Requirement
From the entries, return every line where the string "JobSpec" shows up.

Records shown
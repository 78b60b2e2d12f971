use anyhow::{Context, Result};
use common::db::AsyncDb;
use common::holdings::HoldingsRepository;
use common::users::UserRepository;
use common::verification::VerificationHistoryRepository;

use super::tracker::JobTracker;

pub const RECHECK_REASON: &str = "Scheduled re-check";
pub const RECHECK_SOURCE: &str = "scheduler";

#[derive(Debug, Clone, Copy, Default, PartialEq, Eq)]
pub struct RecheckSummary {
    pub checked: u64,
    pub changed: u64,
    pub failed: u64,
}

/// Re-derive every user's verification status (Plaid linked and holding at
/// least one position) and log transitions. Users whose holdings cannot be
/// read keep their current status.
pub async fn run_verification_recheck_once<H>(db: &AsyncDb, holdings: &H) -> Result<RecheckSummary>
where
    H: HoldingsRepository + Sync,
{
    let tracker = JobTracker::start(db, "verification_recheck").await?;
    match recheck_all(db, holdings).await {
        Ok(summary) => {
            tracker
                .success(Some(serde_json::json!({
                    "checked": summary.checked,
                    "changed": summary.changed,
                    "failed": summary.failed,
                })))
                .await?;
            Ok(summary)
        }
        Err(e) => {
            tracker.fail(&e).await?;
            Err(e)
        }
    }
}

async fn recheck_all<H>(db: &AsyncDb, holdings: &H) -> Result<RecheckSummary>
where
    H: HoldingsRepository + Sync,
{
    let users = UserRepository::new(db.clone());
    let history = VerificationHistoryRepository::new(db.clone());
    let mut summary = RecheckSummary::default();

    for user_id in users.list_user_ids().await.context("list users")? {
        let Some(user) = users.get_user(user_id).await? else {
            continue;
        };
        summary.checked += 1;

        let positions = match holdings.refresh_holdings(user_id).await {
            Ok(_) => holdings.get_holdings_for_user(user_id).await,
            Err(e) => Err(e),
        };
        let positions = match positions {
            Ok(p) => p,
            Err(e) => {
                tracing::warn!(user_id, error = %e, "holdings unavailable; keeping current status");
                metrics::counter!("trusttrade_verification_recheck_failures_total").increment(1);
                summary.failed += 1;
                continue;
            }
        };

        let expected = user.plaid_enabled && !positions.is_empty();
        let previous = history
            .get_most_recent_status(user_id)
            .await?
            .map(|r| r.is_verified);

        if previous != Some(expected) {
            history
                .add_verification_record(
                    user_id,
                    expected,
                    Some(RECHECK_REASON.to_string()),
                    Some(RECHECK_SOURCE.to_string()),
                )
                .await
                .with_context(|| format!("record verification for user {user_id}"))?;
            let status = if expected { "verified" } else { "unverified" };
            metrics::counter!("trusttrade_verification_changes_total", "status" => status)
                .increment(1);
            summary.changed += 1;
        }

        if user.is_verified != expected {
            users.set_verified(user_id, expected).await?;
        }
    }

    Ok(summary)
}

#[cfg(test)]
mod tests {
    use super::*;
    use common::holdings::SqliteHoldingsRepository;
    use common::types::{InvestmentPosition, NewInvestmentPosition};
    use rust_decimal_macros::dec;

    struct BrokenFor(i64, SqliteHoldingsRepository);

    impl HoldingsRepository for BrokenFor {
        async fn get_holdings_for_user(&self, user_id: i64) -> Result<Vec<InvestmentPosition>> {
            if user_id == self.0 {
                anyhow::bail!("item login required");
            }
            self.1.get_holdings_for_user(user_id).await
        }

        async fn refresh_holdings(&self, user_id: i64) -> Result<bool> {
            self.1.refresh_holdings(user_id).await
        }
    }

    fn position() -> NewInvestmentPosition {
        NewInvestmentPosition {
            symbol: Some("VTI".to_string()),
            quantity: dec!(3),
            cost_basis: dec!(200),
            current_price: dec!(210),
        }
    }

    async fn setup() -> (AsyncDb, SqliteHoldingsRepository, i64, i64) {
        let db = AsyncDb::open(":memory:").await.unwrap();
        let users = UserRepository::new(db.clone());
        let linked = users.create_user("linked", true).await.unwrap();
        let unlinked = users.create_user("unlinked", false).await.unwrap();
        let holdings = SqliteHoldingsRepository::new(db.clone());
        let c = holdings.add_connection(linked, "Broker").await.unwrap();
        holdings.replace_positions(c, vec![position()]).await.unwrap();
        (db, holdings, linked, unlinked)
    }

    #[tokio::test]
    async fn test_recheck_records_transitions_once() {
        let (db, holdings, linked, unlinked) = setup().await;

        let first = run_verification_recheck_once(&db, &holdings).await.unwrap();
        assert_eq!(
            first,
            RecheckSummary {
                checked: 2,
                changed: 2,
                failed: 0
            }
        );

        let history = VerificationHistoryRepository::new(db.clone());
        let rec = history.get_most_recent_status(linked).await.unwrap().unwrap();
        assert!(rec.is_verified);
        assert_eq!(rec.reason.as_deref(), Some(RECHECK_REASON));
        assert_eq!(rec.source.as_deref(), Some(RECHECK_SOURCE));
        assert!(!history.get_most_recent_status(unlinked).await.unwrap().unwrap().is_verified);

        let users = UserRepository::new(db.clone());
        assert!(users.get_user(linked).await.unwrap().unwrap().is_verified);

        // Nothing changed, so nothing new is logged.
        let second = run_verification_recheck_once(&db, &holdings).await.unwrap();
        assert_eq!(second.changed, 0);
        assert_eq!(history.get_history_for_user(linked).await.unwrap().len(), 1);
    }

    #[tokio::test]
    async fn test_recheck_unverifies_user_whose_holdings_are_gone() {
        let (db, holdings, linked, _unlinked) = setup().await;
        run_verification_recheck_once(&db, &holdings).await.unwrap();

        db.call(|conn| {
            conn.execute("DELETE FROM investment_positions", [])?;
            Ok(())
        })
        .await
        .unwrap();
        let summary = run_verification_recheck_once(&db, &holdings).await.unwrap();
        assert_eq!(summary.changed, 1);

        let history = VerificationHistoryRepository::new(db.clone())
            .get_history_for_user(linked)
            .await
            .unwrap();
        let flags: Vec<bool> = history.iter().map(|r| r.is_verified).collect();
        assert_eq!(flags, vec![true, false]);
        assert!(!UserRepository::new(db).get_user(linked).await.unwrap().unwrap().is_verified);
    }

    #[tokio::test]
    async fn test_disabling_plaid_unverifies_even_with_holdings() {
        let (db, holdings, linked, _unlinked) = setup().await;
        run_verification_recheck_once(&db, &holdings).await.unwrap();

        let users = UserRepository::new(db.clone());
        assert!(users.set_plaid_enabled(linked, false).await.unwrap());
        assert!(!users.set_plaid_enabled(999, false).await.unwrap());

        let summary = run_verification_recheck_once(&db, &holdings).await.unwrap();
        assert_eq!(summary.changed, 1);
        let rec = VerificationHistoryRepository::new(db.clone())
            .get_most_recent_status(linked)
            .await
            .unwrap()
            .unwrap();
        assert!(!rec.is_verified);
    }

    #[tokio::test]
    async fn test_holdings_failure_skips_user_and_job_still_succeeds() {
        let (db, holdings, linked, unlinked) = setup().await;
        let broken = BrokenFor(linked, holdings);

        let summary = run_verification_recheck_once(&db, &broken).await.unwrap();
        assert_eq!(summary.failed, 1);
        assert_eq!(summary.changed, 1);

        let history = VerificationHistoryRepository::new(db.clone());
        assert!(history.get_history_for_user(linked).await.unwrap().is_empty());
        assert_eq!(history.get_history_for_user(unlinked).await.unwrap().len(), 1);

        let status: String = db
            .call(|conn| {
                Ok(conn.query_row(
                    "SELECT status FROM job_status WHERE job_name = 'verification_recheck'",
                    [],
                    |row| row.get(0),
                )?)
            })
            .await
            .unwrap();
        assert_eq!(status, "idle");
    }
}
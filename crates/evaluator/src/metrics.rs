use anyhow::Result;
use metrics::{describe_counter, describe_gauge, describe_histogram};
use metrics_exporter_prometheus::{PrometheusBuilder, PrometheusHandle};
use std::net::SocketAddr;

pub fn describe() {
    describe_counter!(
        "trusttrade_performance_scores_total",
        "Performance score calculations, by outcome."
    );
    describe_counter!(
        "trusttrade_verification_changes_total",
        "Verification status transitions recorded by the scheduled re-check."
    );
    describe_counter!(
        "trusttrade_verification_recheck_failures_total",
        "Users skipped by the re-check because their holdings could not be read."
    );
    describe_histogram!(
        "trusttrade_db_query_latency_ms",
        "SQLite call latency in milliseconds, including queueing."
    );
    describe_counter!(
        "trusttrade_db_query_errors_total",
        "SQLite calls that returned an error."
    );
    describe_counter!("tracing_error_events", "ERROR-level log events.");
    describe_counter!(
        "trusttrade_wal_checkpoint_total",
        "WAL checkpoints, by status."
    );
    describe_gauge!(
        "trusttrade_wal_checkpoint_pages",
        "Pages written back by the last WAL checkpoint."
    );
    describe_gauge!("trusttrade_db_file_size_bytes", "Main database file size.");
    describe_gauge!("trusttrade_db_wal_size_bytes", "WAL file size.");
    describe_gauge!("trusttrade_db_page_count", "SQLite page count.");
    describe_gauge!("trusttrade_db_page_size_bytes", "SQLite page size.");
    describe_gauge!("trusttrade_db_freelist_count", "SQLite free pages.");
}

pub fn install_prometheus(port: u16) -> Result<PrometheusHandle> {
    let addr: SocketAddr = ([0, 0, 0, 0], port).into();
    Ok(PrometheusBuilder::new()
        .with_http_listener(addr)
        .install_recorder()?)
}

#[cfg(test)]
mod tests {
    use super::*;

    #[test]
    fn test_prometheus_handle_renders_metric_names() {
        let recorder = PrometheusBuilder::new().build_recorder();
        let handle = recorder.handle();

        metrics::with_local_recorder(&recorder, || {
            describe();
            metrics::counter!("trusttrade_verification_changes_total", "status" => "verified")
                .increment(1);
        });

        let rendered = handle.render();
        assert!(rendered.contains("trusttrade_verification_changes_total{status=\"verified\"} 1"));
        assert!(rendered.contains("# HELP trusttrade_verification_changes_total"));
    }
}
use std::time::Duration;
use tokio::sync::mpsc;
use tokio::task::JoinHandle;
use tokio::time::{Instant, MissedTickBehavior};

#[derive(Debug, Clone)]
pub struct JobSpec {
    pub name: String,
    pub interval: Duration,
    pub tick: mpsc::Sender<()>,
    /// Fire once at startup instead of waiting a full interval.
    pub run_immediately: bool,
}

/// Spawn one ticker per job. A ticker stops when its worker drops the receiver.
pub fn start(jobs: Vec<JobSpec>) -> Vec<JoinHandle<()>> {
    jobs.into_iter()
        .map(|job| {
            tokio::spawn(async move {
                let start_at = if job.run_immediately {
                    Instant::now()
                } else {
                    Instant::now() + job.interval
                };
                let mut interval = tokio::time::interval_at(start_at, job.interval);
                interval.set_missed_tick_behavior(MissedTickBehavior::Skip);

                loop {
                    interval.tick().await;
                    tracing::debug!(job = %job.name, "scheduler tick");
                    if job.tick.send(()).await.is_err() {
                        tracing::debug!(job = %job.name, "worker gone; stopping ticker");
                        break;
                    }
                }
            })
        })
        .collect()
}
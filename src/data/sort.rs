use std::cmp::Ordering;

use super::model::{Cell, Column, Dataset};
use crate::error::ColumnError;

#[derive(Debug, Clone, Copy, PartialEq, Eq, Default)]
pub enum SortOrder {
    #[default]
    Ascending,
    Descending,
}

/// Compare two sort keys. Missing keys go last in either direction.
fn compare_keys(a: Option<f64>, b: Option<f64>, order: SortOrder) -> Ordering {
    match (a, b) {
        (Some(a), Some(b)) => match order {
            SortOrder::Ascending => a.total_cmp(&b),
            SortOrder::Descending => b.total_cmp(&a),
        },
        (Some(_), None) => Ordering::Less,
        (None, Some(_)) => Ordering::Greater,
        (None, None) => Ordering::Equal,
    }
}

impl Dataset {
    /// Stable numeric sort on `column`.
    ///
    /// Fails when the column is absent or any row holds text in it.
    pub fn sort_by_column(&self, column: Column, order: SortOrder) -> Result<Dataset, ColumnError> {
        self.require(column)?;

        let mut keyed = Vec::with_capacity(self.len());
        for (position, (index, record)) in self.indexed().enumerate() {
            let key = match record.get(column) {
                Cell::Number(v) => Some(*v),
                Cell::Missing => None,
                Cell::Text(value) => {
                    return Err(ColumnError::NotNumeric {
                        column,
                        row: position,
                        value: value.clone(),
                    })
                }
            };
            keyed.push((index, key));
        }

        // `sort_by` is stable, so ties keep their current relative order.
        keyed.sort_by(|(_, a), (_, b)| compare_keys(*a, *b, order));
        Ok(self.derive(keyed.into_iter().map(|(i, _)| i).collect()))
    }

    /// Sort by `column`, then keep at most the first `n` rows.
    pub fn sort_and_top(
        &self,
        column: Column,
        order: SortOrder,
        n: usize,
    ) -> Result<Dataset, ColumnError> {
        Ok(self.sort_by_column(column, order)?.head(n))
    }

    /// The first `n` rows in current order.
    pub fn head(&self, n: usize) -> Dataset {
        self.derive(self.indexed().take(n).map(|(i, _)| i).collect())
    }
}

==

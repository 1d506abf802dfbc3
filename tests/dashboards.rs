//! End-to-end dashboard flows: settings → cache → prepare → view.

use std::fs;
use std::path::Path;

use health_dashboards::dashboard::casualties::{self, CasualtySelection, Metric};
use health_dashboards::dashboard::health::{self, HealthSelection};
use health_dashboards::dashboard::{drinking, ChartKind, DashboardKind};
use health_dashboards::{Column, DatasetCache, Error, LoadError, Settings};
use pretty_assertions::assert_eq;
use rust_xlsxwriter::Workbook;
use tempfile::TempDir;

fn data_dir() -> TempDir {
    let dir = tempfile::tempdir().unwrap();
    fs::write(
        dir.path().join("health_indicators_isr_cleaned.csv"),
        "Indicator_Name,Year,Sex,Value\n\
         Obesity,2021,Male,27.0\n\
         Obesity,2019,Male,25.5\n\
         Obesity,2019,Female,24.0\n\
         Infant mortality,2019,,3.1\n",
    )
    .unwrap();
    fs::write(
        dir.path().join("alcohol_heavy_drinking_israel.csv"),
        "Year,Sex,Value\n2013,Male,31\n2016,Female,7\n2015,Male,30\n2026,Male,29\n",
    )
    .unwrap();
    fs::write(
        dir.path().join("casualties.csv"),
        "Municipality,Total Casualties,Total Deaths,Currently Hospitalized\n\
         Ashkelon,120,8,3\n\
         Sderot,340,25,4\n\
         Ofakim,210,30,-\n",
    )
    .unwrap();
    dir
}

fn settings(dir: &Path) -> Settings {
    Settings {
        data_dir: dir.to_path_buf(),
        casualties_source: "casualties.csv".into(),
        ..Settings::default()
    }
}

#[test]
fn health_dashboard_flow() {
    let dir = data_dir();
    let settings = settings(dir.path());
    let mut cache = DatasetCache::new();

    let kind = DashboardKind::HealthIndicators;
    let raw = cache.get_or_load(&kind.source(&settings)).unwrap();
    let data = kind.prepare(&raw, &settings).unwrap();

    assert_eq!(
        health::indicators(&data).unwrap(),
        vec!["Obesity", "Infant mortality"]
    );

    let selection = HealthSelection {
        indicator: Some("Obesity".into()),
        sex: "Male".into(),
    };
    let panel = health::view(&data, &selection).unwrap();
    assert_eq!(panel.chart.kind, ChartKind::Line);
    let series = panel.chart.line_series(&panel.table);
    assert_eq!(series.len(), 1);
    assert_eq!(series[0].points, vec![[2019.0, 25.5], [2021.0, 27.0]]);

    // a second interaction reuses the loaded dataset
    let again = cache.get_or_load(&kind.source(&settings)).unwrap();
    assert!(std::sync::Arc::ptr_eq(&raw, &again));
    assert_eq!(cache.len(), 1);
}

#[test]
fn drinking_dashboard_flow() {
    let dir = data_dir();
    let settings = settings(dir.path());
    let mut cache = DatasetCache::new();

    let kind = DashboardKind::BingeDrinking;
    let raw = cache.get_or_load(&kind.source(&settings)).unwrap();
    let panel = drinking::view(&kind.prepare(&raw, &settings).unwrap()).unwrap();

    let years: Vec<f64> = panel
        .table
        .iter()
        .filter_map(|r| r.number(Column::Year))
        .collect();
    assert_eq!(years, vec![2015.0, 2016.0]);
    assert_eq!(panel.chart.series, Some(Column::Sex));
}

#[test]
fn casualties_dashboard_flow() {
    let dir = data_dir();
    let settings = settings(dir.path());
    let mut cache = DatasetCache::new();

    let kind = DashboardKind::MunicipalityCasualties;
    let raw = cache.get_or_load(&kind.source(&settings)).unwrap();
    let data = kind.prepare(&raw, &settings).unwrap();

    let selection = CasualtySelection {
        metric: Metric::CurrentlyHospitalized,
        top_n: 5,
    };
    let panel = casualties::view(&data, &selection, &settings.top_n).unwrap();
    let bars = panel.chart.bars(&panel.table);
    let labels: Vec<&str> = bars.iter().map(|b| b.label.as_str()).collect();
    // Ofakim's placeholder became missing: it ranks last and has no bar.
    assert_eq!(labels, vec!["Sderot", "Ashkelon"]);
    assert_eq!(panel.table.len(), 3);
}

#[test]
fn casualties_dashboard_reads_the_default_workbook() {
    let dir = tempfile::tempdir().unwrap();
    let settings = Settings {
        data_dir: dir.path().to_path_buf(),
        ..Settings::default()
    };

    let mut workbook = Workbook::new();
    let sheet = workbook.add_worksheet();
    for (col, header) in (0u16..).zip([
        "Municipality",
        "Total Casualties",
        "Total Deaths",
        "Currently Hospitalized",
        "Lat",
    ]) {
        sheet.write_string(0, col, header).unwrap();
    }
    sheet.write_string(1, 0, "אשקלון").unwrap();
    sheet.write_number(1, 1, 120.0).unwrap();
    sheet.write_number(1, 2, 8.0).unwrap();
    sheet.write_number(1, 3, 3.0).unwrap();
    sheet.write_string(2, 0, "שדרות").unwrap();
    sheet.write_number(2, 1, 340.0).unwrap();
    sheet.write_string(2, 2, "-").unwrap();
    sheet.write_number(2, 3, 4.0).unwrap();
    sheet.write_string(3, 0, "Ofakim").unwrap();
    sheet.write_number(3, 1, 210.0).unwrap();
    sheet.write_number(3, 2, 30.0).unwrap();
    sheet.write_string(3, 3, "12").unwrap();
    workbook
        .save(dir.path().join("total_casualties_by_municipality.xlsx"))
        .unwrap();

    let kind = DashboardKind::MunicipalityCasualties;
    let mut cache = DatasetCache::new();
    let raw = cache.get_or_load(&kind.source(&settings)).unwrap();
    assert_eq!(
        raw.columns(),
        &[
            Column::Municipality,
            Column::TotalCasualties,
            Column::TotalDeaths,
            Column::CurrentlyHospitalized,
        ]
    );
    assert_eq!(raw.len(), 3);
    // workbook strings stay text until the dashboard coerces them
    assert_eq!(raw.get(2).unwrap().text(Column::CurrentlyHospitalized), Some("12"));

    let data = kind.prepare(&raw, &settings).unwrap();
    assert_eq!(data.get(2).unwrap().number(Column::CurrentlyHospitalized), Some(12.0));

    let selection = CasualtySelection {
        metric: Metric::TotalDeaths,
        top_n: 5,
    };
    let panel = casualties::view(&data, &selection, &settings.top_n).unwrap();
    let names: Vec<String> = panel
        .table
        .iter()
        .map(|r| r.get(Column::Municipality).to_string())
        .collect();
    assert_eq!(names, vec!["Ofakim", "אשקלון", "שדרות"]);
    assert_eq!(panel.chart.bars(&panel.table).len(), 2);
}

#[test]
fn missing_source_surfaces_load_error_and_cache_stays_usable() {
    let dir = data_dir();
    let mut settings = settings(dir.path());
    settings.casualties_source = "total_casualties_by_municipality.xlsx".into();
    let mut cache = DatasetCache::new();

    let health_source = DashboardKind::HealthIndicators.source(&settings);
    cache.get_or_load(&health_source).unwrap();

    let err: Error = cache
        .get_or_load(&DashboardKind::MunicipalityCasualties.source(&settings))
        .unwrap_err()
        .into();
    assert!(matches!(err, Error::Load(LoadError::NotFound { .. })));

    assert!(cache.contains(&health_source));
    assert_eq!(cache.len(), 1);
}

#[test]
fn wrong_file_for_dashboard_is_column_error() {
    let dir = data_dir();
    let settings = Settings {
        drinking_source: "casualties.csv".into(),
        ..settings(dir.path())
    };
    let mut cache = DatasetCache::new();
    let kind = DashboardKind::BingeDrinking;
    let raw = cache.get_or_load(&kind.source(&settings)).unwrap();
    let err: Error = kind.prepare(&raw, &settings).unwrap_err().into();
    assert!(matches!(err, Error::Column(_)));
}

---

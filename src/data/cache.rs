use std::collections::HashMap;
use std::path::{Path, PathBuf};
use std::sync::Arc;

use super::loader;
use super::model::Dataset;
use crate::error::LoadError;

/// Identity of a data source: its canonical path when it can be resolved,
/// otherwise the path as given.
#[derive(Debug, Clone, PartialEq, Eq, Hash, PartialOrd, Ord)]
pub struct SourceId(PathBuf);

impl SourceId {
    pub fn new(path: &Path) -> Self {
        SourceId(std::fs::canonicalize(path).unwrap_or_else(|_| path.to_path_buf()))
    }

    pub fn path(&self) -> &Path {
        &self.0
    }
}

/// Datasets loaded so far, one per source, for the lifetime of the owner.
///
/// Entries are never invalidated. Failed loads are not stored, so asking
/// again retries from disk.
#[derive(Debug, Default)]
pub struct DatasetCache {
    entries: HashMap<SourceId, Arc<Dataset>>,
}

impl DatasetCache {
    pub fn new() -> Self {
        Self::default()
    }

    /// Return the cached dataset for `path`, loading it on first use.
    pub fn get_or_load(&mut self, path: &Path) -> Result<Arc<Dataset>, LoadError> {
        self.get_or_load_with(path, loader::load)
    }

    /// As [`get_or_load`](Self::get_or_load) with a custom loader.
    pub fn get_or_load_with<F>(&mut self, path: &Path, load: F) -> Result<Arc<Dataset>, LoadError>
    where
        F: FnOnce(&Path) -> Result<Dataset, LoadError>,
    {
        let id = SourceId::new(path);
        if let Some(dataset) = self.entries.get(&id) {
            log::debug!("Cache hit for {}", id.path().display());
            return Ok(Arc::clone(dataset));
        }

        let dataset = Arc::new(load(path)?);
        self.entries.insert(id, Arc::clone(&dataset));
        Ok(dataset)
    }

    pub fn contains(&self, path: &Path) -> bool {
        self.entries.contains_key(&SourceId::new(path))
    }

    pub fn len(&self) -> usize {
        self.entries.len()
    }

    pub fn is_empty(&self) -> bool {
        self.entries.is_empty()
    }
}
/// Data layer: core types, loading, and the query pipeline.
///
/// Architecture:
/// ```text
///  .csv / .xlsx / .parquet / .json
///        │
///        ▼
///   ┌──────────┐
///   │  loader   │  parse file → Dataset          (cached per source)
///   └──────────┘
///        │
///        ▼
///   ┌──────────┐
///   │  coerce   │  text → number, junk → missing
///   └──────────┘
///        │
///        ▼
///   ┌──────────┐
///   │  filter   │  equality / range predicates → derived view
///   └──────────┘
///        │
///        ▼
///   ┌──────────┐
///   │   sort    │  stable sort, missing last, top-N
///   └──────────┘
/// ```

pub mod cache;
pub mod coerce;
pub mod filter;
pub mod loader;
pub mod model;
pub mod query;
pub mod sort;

Finished exercise
pub struct JobSpec {
pub fn start(jobs: Vec<JobSpec>) -> Vec<JoinHandle<()>> {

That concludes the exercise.